__TASK DIRECTIONS__. Would you transcribe all of the entries that follow, word for word?

__INFORMATION__.
========================================================================

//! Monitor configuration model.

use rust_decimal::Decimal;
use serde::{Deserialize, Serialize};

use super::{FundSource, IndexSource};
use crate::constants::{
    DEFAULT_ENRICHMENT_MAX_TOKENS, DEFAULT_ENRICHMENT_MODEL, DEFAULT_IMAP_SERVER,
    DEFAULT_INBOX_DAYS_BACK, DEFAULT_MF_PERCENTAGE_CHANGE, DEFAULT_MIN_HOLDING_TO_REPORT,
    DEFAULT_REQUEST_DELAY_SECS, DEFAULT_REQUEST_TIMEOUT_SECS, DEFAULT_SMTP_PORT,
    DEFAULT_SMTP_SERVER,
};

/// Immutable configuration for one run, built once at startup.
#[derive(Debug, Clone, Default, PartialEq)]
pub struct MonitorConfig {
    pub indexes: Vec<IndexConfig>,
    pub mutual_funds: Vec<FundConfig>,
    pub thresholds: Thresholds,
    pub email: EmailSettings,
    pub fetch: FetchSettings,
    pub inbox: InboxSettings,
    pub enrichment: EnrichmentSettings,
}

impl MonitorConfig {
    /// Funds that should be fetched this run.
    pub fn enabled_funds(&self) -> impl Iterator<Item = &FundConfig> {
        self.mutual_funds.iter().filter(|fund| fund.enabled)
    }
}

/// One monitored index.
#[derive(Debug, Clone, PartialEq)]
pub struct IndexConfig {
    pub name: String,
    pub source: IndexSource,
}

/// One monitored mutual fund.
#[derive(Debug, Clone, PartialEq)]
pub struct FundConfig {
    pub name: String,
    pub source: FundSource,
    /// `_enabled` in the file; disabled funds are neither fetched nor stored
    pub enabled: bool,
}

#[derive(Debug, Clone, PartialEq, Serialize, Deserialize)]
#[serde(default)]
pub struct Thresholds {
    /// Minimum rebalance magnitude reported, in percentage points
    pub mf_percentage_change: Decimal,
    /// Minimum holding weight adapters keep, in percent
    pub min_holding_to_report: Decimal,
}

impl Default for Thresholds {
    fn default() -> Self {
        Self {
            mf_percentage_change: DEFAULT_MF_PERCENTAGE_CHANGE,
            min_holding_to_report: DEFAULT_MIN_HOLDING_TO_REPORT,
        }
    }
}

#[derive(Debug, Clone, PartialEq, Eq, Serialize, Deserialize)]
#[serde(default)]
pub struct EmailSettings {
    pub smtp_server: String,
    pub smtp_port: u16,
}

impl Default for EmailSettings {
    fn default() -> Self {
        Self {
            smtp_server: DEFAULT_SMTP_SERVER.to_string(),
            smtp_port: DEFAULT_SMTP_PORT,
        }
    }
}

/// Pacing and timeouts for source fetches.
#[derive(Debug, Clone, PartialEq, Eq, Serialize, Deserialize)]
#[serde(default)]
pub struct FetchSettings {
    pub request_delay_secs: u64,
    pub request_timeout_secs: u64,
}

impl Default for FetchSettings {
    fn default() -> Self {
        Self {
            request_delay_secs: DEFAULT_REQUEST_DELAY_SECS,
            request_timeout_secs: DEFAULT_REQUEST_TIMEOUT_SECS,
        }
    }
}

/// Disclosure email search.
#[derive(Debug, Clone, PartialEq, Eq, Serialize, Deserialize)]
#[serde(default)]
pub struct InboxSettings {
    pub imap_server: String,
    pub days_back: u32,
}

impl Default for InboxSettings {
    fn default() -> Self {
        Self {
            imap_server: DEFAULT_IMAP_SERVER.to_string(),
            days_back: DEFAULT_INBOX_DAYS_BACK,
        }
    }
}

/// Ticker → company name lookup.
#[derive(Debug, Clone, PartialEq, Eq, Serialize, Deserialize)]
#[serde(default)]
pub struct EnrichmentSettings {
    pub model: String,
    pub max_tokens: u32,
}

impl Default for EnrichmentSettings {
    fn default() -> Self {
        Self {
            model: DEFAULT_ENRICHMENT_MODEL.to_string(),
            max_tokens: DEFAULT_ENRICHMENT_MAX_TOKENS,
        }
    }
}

========================================================================

__FINISHED EXERCISE__.
//! Monitor configuration model.

use rust_decimal::Decimal;
use serde::{Deserialize, Serialize};

use super::{FundSource, IndexSource};
use crate::constants::{
    DEFAULT_ENRICHMENT_MAX_TOKENS, DEFAULT_ENRICHMENT_MODEL, DEFAULT_IMAP_SERVER,
    DEFAULT_INBOX_DAYS_BACK, DEFAULT_MF_PERCENTAGE_CHANGE, DEFAULT_MIN_HOLDING_TO_REPORT,
    DEFAULT_REQUEST_DELAY_SECS, DEFAULT_REQUEST_TIMEOUT_SECS, DEFAULT_SMTP_PORT,
    DEFAULT_SMTP_SERVER,
};

/// Immutable configuration for one run, built once at startup.
#[derive(Debug, Clone, Default, PartialEq)]
pub struct MonitorConfig {
    pub indexes: Vec<IndexConfig>,
    pub mutual_funds: Vec<FundConfig>,
    pub thresholds: Thresholds,
    pub email: EmailSettings,
    pub fetch: FetchSettings,
    pub inbox: InboxSettings,
    pub enrichment: EnrichmentSettings,
}

impl MonitorConfig {
    /// Funds that should be fetched this run.
    pub fn enabled_funds(&self) -> impl Iterator<Item = &FundConfig> {
        self.mutual_funds.iter().filter(|fund| fund.enabled)
    }
}

/// One monitored index.
#[derive(Debug, Clone, PartialEq)]
pub struct IndexConfig {
    pub name: String,
    pub source: IndexSource,
}

/// One monitored mutual fund.
#[derive(Debug, Clone, PartialEq)]
pub struct FundConfig {
    pub name: String,
    pub source: FundSource,
    /// `_enabled` in the file; disabled funds are neither fetched nor stored
    pub enabled: bool,
}

#[derive(Debug, Clone, PartialEq, Serialize, Deserialize)]
#[serde(default)]
pub struct Thresholds {
    /// Minimum rebalance magnitude reported, in percentage points
    pub mf_percentage_change: Decimal,
    /// Minimum holding weight adapters keep, in percent
    pub min_holding_to_report: Decimal,
}

impl Default for Thresholds {
    fn default() -> Self {
        Self {
            mf_percentage_change: DEFAULT_MF_PERCENTAGE_CHANGE,
            min_holding_to_report: DEFAULT_MIN_HOLDING_TO_REPORT,
        }
    }
}

#[derive(Debug, Clone, PartialEq, Eq, Serialize, Deserialize)]
#[serde(default)]
pub struct EmailSettings {
    pub smtp_server: String,
    pub smtp_port: u16,
}

impl Default for EmailSettings {
    fn default() -> Self {
        Self {
            smtp_server: DEFAULT_SMTP_SERVER.to_string(),
            smtp_port: DEFAULT_SMTP_PORT,
        }
    }
}

/// Pacing and timeouts for source fetches.
#[derive(Debug, Clone, PartialEq, Eq, Serialize, Deserialize)]
#[serde(default)]
pub struct FetchSettings {
    pub request_delay_secs: u64,
    pub request_timeout_secs: u64,
}

impl Default for FetchSettings {
    fn default() -> Self {
        Self {
            request_delay_secs: DEFAULT_REQUEST_DELAY_SECS,
            request_timeout_secs: DEFAULT_REQUEST_TIMEOUT_SECS,
        }
    }
}

/// Disclosure email search.
#[derive(Debug, Clone, PartialEq, Eq, Serialize, Deserialize)]
#[serde(default)]
pub struct InboxSettings {
    pub imap_server: String,
    pub days_back: u32,
}

impl Default for InboxSettings {
    fn default() -> Self {
        Self {
            imap_server: DEFAULT_IMAP_SERVER.to_string(),
            days_back: DEFAULT_INBOX_DAYS_BACK,
        }
    }
}

/// Ticker → company name lookup.
#[derive(Debug, Clone, PartialEq, Eq, Serialize, Deserialize)]
#[serde(default)]
pub struct EnrichmentSettings {
    pub model: String,
    pub max_tokens: u32,
}

impl Default for EnrichmentSettings {
    fn default() -> Self {
        Self {
            model: DEFAULT_ENRICHMENT_MODEL.to_string(),
            max_tokens: DEFAULT_ENRICHMENT_MAX_TOKENS,
        }
    }
}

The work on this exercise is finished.